Exercise description:
Your answer should be one number: how many lines of the data include the string "ServiceContext"?

Task data section start

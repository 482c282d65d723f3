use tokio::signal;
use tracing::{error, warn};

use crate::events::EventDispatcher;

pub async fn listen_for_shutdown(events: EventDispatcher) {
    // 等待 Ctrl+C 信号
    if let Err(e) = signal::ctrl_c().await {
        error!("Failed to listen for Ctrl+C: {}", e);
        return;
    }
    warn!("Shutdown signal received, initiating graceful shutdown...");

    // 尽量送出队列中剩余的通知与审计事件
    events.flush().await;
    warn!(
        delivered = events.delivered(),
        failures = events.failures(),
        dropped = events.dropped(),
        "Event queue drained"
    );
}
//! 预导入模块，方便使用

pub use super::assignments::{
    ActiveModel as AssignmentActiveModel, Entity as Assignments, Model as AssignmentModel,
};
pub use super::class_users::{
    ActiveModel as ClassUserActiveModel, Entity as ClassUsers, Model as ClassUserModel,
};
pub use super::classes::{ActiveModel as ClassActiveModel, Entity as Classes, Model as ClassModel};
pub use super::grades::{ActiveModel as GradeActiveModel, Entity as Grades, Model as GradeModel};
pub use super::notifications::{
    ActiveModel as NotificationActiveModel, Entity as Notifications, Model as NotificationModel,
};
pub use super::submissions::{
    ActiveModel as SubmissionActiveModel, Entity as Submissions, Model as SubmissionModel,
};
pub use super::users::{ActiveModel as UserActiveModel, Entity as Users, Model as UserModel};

Task data section end
Task data section start

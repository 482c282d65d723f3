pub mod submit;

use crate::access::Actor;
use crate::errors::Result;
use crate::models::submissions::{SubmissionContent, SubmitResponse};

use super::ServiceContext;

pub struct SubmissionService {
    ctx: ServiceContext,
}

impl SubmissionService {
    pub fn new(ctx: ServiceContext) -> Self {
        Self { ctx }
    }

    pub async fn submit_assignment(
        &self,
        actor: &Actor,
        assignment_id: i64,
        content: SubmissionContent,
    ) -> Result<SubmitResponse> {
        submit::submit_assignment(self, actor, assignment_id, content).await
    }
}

Task data section end
Task data section start

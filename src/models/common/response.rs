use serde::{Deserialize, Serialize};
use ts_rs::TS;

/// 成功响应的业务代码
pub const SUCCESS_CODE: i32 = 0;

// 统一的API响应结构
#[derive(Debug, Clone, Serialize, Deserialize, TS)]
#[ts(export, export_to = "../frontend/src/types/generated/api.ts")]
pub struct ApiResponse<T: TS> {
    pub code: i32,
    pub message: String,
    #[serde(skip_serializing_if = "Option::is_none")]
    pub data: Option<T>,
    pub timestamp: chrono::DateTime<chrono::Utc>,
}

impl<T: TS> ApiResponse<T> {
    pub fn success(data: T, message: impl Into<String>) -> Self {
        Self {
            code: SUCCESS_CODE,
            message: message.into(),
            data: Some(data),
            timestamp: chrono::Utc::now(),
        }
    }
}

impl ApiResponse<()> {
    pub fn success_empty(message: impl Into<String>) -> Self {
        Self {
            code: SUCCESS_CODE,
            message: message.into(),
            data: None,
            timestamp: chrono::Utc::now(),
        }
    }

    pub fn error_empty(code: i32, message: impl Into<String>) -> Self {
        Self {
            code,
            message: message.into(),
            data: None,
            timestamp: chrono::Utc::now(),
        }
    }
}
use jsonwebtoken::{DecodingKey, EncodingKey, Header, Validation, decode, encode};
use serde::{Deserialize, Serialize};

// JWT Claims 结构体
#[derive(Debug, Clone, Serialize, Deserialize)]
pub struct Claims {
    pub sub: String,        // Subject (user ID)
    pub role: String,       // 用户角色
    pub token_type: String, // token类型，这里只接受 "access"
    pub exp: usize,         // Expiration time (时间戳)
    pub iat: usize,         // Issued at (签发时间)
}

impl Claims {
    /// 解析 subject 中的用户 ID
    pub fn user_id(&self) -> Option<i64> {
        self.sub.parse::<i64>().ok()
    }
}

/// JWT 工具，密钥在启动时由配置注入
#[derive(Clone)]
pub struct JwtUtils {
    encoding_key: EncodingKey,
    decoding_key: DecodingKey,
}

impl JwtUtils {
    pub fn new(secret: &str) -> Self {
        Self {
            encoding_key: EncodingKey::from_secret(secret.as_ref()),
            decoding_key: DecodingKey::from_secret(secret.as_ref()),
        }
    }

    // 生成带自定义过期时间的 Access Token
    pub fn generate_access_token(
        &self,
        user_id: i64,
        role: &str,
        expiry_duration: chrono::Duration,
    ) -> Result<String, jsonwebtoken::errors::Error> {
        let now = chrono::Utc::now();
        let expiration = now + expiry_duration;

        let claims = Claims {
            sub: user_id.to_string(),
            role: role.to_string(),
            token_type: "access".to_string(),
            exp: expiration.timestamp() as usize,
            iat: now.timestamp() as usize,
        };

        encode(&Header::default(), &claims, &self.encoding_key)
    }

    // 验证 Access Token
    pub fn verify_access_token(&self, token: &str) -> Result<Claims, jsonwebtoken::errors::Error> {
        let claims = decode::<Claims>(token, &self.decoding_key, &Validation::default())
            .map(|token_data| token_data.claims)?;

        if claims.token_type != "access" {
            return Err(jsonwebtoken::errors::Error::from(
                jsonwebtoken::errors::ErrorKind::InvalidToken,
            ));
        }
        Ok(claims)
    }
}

Task data section end

Finished task:
3